Results of a recent study coauthored by Christy L. Hoffman, PhD, associate professor of Animal Behavior, Ecology and Conservation (ABEC) at Canisius College, showed that a virtual shelter medicine rotation increased veterinary students' knowledge, skills, and attitudes regarding access to veterinary care. Terry G. Spencer, DVM, Maples Center for Forensic Medicine, College of Medicine at the University of Florida, and Kathleen V. Makolinski ’90, DVM, College of Veterinary Medicine at Lincoln Memorial University, were coauthors on the study.

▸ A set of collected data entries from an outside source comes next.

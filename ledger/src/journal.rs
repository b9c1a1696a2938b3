//! Append-only, hash-chained journal of committed ledger transitions.

use chrono::{DateTime, Utc};
use serde::{Deserialize, Serialize};
use sha2::{Digest, Sha256};
use tokenbank_common::{Address, LedgerError, Reserve, Result, Units};

use crate::balance::BalanceChange;

/// `prev_hash` of the first entry.
pub const GENESIS_HASH: &str = "0000000000000000000000000000000000000000000000000000000000000000";

/// What a journal entry records.
#[derive(Debug, Clone, PartialEq, Eq, Serialize, Deserialize)]
#[serde(tag = "type", rename_all = "snake_case")]
pub enum EntryKind {
    /// Reserve deposited, units credited.
    Purchase {
        buyer: Address,
        reserve_in: Reserve,
        units: Units,
        remainder: Reserve,
    },
    /// Units moved between accounts.
    Transfer {
        sender: Address,
        recipient: Address,
        units: Units,
    },
    /// Units redeemed, reserve paid out.
    Withdraw {
        holder: Address,
        units: Units,
        reserve_out: Reserve,
    },
}

impl EntryKind {
    /// Units this kind of entry must mint and burn, as `(minted, burned)`.
    pub fn expected_supply_change(&self) -> (Units, Units) {
        match self {
            EntryKind::Purchase { units, .. } => (*units, Units::ZERO),
            EntryKind::Transfer { .. } => (Units::ZERO, Units::ZERO),
            EntryKind::Withdraw { units, .. } => (Units::ZERO, *units),
        }
    }

    /// Short label for logs.
    pub fn label(&self) -> &'static str {
        match self {
            EntryKind::Purchase { .. } => "purchase",
            EntryKind::Transfer { .. } => "transfer",
            EntryKind::Withdraw { .. } => "withdraw",
        }
    }
}

/// A single committed transition.
#[derive(Debug, Clone, PartialEq, Eq, Serialize, Deserialize)]
pub struct JournalEntry {
    /// Position in the journal, starting at 1.
    pub sequence: u64,
    /// The transition.
    pub kind: EntryKind,
    /// Balance changes, in application order.
    pub changes: Vec<BalanceChange>,
    /// Backing reserve after this entry.
    pub backing_after: Reserve,
    /// Retained truncation remainder after this entry.
    pub retained_after: Reserve,
    /// When the entry was recorded.
    pub recorded_at: DateTime<Utc>,
    /// Hash of the previous entry.
    pub prev_hash: String,
    /// SHA-256 of this entry's content and `prev_hash`.
    pub hash: String,
}

/// Fields covered by the entry hash.
#[derive(Serialize)]
struct HashedFields<'a> {
    sequence: u64,
    kind: &'a EntryKind,
    changes: &'a [BalanceChange],
    backing_after: Reserve,
    retained_after: Reserve,
    recorded_at: &'a DateTime<Utc>,
    prev_hash: &'a str,
}

impl JournalEntry {
    fn compute_hash(&self) -> Result<String> {
        let fields = HashedFields {
            sequence: self.sequence,
            kind: &self.kind,
            changes: &self.changes,
            backing_after: self.backing_after,
            retained_after: self.retained_after,
            recorded_at: &self.recorded_at,
            prev_hash: &self.prev_hash,
        };
        let bytes = serde_json::to_vec(&fields).map_err(|e| {
            LedgerError::IntegrityViolation(format!("cannot encode entry {}: {e}", self.sequence))
        })?;
        Ok(hex::encode(Sha256::digest(&bytes)))
    }

    /// Sum of credited and debited units, as `(credited, debited)`.
    ///
    /// `None` if either sum overflows.
    pub fn supply_change(&self) -> Option<(Units, Units)> {
        self.changes
            .iter()
            .try_fold((Units::ZERO, Units::ZERO), |(credited, debited), change| {
                if change.is_credit() {
                    Some((credited.checked_add(change.amount)?, debited))
                } else {
                    Some((credited, debited.checked_add(change.amount)?))
                }
            })
    }

    /// Check the balance changes agree with the entry kind.
    ///
    /// Compares `credited + burned` with `debited + minted` so no side is
    /// ever negative.
    pub fn is_balanced(&self) -> bool {
        let Some((credited, debited)) = self.supply_change() else {
            return false;
        };
        let (minted, burned) = self.kind.expected_supply_change();
        match (credited.checked_add(burned), debited.checked_add(minted)) {
            (Some(lhs), Some(rhs)) => lhs == rhs,
            _ => false,
        }
    }

    /// Check if this entry touches `account`.
    pub fn involves(&self, account: &Address) -> bool {
        self.changes.iter().any(|c| &c.account == account)
    }
}

/// The append-only transaction log.
#[derive(Debug, Clone, Default)]
pub struct Journal {
    entries: Vec<JournalEntry>,
}

impl Journal {
    pub fn new() -> Self {
        Self::default()
    }

    /// Wrap recorded entries. Callers must verify the chain before trusting it.
    pub(crate) fn from_entries(entries: Vec<JournalEntry>) -> Self {
        Self { entries }
    }

    pub fn len(&self) -> usize {
        self.entries.len()
    }

    pub fn is_empty(&self) -> bool {
        self.entries.is_empty()
    }

    /// All entries, oldest first.
    pub fn entries(&self) -> &[JournalEntry] {
        &self.entries
    }

    /// Entry with the given sequence number.
    pub fn get(&self, sequence: u64) -> Option<&JournalEntry> {
        let index = usize::try_from(sequence.checked_sub(1)?).ok()?;
        self.entries.get(index)
    }

    /// Sequence number of the newest entry (0 when empty).
    pub fn last_sequence(&self) -> u64 {
        self.entries.last().map(|e| e.sequence).unwrap_or(0)
    }

    /// Hash of the newest entry, or the genesis hash.
    pub fn head_hash(&self) -> &str {
        self.entries
            .last()
            .map(|e| e.hash.as_str())
            .unwrap_or(GENESIS_HASH)
    }

    /// Entries touching `account`.
    pub fn entries_for<'a>(
        &'a self,
        account: &'a Address,
    ) -> impl Iterator<Item = &'a JournalEntry> + 'a {
        self.entries.iter().filter(move |e| e.involves(account))
    }

    /// Build the next entry without appending it.
    pub(crate) fn prepare(
        &self,
        kind: EntryKind,
        changes: Vec<BalanceChange>,
        backing_after: Reserve,
        retained_after: Reserve,
    ) -> Result<JournalEntry> {
        let mut entry = JournalEntry {
            sequence: self.last_sequence() + 1,
            kind,
            changes,
            backing_after,
            retained_after,
            recorded_at: Utc::now(),
            prev_hash: self.head_hash().to_string(),
            hash: String::new(),
        };
        entry.hash = entry.compute_hash()?;
        Ok(entry)
    }

    /// Append an entry built by [`Journal::prepare`] against the current head.
    pub(crate) fn push(&mut self, entry: JournalEntry) {
        debug_assert_eq!(entry.sequence, self.last_sequence() + 1);
        debug_assert_eq!(entry.prev_hash, self.head_hash());
        self.entries.push(entry);
    }

    /// Verify sequence numbering, hash links and per-entry balance.
    pub fn verify_chain(&self) -> Result<()> {
        let mut prev_hash = GENESIS_HASH;

        for (index, entry) in self.entries.iter().enumerate() {
            let expected_sequence = index as u64 + 1;
            if entry.sequence != expected_sequence {
                return Err(LedgerError::IntegrityViolation(format!(
                    "entry at position {expected_sequence} has sequence {}",
                    entry.sequence
                )));
            }
            if entry.prev_hash != prev_hash {
                return Err(LedgerError::IntegrityViolation(format!(
                    "entry {} does not link to its predecessor",
                    entry.sequence
                )));
            }
            if entry.compute_hash()? != entry.hash {
                return Err(LedgerError::IntegrityViolation(format!(
                    "entry {} hash mismatch",
                    entry.sequence
                )));
            }
            if !entry.is_balanced() {
                return Err(LedgerError::IntegrityViolation(format!(
                    "entry {} balance changes disagree with its {}",
                    entry.sequence,
                    entry.kind.label()
                )));
            }
            prev_hash = &entry.hash;
        }

        Ok(())
    }

    #[cfg(test)]
    pub(crate) fn entries_mut(&mut self) -> &mut Vec<JournalEntry> {
        &mut self.entries
    }
}

#[cfg(test)]
mod tests {
    use super::*;
    use crate::balance::BalanceBook;

    fn addr(byte: u8) -> Address {
        Address::from_bytes([byte; 20])
    }

    fn purchase_entry(journal: &Journal, book: &BalanceBook, units: u128) -> JournalEntry {
        let change = book.plan_credit(addr(1), Units::new(units)).unwrap();
        journal
            .prepare(
                EntryKind::Purchase {
                    buyer: addr(1),
                    reserve_in: Reserve::new(units * 1000),
                    units: Units::new(units),
                    remainder: Reserve::ZERO,
                },
                vec![change],
                Reserve::new(units * 1000),
                Reserve::ZERO,
            )
            .unwrap()
    }

    #[test]
    fn test_chain_links_entries() {
        let mut journal = Journal::new();
        let book = BalanceBook::new();

        let first = purchase_entry(&journal, &book, 10);
        assert_eq!(first.sequence, 1);
        assert_eq!(first.prev_hash, GENESIS_HASH);
        journal.push(first);

        let second = purchase_entry(&journal, &book, 5);
        assert_eq!(second.sequence, 2);
        assert_eq!(second.prev_hash, journal.entries()[0].hash);
        journal.push(second);

        assert!(journal.verify_chain().is_ok());
        assert_eq!(journal.last_sequence(), 2);
        assert_eq!(journal.get(2).map(|e| e.sequence), Some(2));
        assert!(journal.get(0).is_none());
        assert_eq!(journal.entries_for(&addr(1)).count(), 2);
        assert_eq!(journal.entries_for(&addr(2)).count(), 0);
    }

    #[test]
    fn test_tampered_entry_detected() {
        let mut journal = Journal::new();
        let book = BalanceBook::new();
        let entry = purchase_entry(&journal, &book, 10);
        journal.push(entry);

        journal.entries_mut()[0].backing_after = Reserve::new(1);
        assert!(matches!(
            journal.verify_chain(),
            Err(LedgerError::IntegrityViolation(_))
        ));
    }

    #[test]
    fn test_unbalanced_entry_detected() {
        let mut journal = Journal::new();
        let book = BalanceBook::new();
        let mut entry = purchase_entry(&journal, &book, 10);
        entry.changes.clear();
        entry.hash = entry.compute_hash().unwrap();
        journal.push(entry);

        assert!(!journal.entries()[0].is_balanced());
        assert!(journal.verify_chain().is_err());
    }

    #[test]
    fn test_overflowing_changes_are_unbalanced() {
        let journal = Journal::new();
        let book = BalanceBook::new();
        let mut entry = purchase_entry(&journal, &book, 10);
        let huge = BalanceChange {
            account: addr(2),
            change_type: crate::balance::BalanceChangeType::Credit,
            amount: Units::new(u128::MAX),
            balance_before: Units::ZERO,
            balance_after: Units::new(u128::MAX),
        };
        entry.changes.push(huge);

        assert_eq!(entry.supply_change(), None);
        assert!(!entry.is_balanced());
    }
}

Fourth year veterinary students completed a four-week, virtual shelter medicine rotation. As part of the rotation, half of the students also completed an interactive online module, which focused on issues surrounding access to veterinary care, cultural competency, incremental care strategies, and options for payment of veterinary services. All students’ opinions regarding the role of not-for-profit veterinary clinics in communities were more favorable at the end of the rotation than at the beginning. Students who completed the online module demonstrated an increased awareness of the potential for implicit bias toward pet owners within veterinary practice and showed a reduction in their tendency to be judgmental of veterinary clients. Additionally, they expressed greater confidence in their ability to offer incremental care treatment options to veterinary clients.